# Description of the task
Locate the line that contains "a message suitable", then copy it and all later lines of the data below exactly, through the last one.

*** Data to process ***

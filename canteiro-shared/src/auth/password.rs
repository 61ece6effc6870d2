//! Operator password hashing (Argon2id)
//!
//! Parameters: 64 MB memory, 3 passes, 4 lanes, 32-byte output. Hashes are stored in
//! PHC string form so verification reads the parameters back from the hash itself.

use argon2::{
    password_hash::{rand_core::OsRng, PasswordHash, PasswordHasher, PasswordVerifier, SaltString},
    Algorithm, Argon2, ParamsBuilder, Version,
};

/// Minimum accepted password length
pub const MIN_PASSWORD_LEN: usize = 8;

/// Error type for password hashing operations
#[derive(Debug, thiserror::Error)]
pub enum PasswordError {
    /// Failed to hash password
    #[error("Failed to hash password: {0}")]
    HashError(String),

    /// Failed to verify password
    #[error("Failed to verify password: {0}")]
    VerifyError(String),

    /// Stored hash is not a valid PHC string
    #[error("Invalid password hash format: {0}")]
    InvalidHash(String),
}

fn hasher() -> Result<Argon2<'static>, PasswordError> {
    let params = ParamsBuilder::new()
        .m_cost(65536)
        .t_cost(3)
        .p_cost(4)
        .output_len(32)
        .build()
        .map_err(|e| PasswordError::HashError(format!("Invalid parameters: {}", e)))?;

    Ok(Argon2::new(Algorithm::Argon2id, Version::V0x13, params))
}

/// Hashes a password with a random salt
///
/// ```
/// use canteiro_shared::auth::password::hash_password;
///
/// let hash = hash_password("Obra#2025").unwrap();
/// assert!(hash.starts_with("$argon2id$"));
/// ```
pub fn hash_password(password: &str) -> Result<String, PasswordError> {
    let salt = SaltString::generate(&mut OsRng);

    let hash = hasher()?
        .hash_password(password.as_bytes(), &salt)
        .map_err(|e| PasswordError::HashError(format!("Hash generation failed: {}", e)))?;

    Ok(hash.to_string())
}

/// Verifies a password against a stored PHC hash
///
/// Returns `Ok(false)` for a wrong password and an error only for a malformed hash.
pub fn verify_password(password: &str, hash: &str) -> Result<bool, PasswordError> {
    let parsed = PasswordHash::new(hash)
        .map_err(|e| PasswordError::InvalidHash(format!("Failed to parse hash: {}", e)))?;

    match Argon2::default().verify_password(password.as_bytes(), &parsed) {
        Ok(()) => Ok(true),
        Err(argon2::password_hash::Error::Password) => Ok(false),
        Err(e) => Err(PasswordError::VerifyError(format!("Verification failed: {}", e))),
    }
}

/// Checks the password rules for operator accounts
///
/// At least eight characters with a letter and a digit. Returns a message suitable
/// for a field-level validation error.
pub fn validate_password_strength(password: &str) -> Result<(), String> {
    if password.chars().count() < MIN_PASSWORD_LEN {
        return Err(format!(
            "Password must be at least {} characters long",
            MIN_PASSWORD_LEN
        ));
    }

    if !password.chars().any(|c| c.is_alphabetic()) {
        return Err("Password must contain at least one letter".to_string());
    }

    if !password.chars().any(|c| c.is_ascii_digit()) {
        return Err("Password must contain at least one digit".to_string());
    }

    Ok(())
}

#[cfg(test)]
mod tests {
    use super::*;

    #[test]
    fn test_hash_and_verify() {
        let hash = hash_password("canteiro-2025").unwrap();

        assert!(hash.starts_with("$argon2id$"));
        assert!(hash.contains("m=65536,t=3,p=4"));
        assert!(verify_password("canteiro-2025", &hash).unwrap());
        assert!(!verify_password("canteiro-2024", &hash).unwrap());
    }

    #[test]
    fn test_salts_differ() {
        let a = hash_password("same-password-1").unwrap();
        let b = hash_password("same-password-1").unwrap();
        assert_ne!(a, b);
    }

    #[test]
    fn test_invalid_hash() {
        let result = verify_password("whatever1", "not-a-phc-string");
        assert!(matches!(result, Err(PasswordError::InvalidHash(_))));
    }

    #[test]
    fn test_password_strength() {
        assert!(validate_password_strength("obra2025").is_ok());
        assert!(validate_password_strength("short1").is_err());
        assert!(validate_password_strength("onlyletters").is_err());
        assert!(validate_password_strength("12345678").is_err());
    }
}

*** End of Data to process ***

# Output below
/// At least eight characters with a letter and a digit. Returns a message suitable
/// for a field-level validation error.
pub fn validate_password_strength(password: &str) -> Result<(), String> {
    if password.chars().count() < MIN_PASSWORD_LEN {
        return Err(format!(
            "Password must be at least {} characters long",
            MIN_PASSWORD_LEN
        ));
    }

    if !password.chars().any(|c| c.is_alphabetic()) {
        return Err("Password must contain at least one letter".to_string());
    }

    if !password.chars().any(|c| c.is_ascii_digit()) {
        return Err("Password must contain at least one digit".to_string());
    }

    Ok(())
}

#[cfg(test)]
mod tests {
    use super::*;

    #[test]
    fn test_hash_and_verify() {
        let hash = hash_password("canteiro-2025").unwrap();

        assert!(hash.starts_with("$argon2id$"));
        assert!(hash.contains("m=65536,t=3,p=4"));
        assert!(verify_password("canteiro-2025", &hash).unwrap());
        assert!(!verify_password("canteiro-2024", &hash).unwrap());
    }

    #[test]
    fn test_salts_differ() {
        let a = hash_password("same-password-1").unwrap();
        let b = hash_password("same-password-1").unwrap();
        assert_ne!(a, b);
    }

    #[test]
    fn test_invalid_hash() {
        let result = verify_password("whatever1", "not-a-phc-string");
        assert!(matches!(result, Err(PasswordError::InvalidHash(_))));
    }

    #[test]
    fn test_password_strength() {
        assert!(validate_password_strength("obra2025").is_ok());
        assert!(validate_password_strength("short1").is_err());
        assert!(validate_password_strength("onlyletters").is_err());
        assert!(validate_password_strength("12345678").is_err());
    }
}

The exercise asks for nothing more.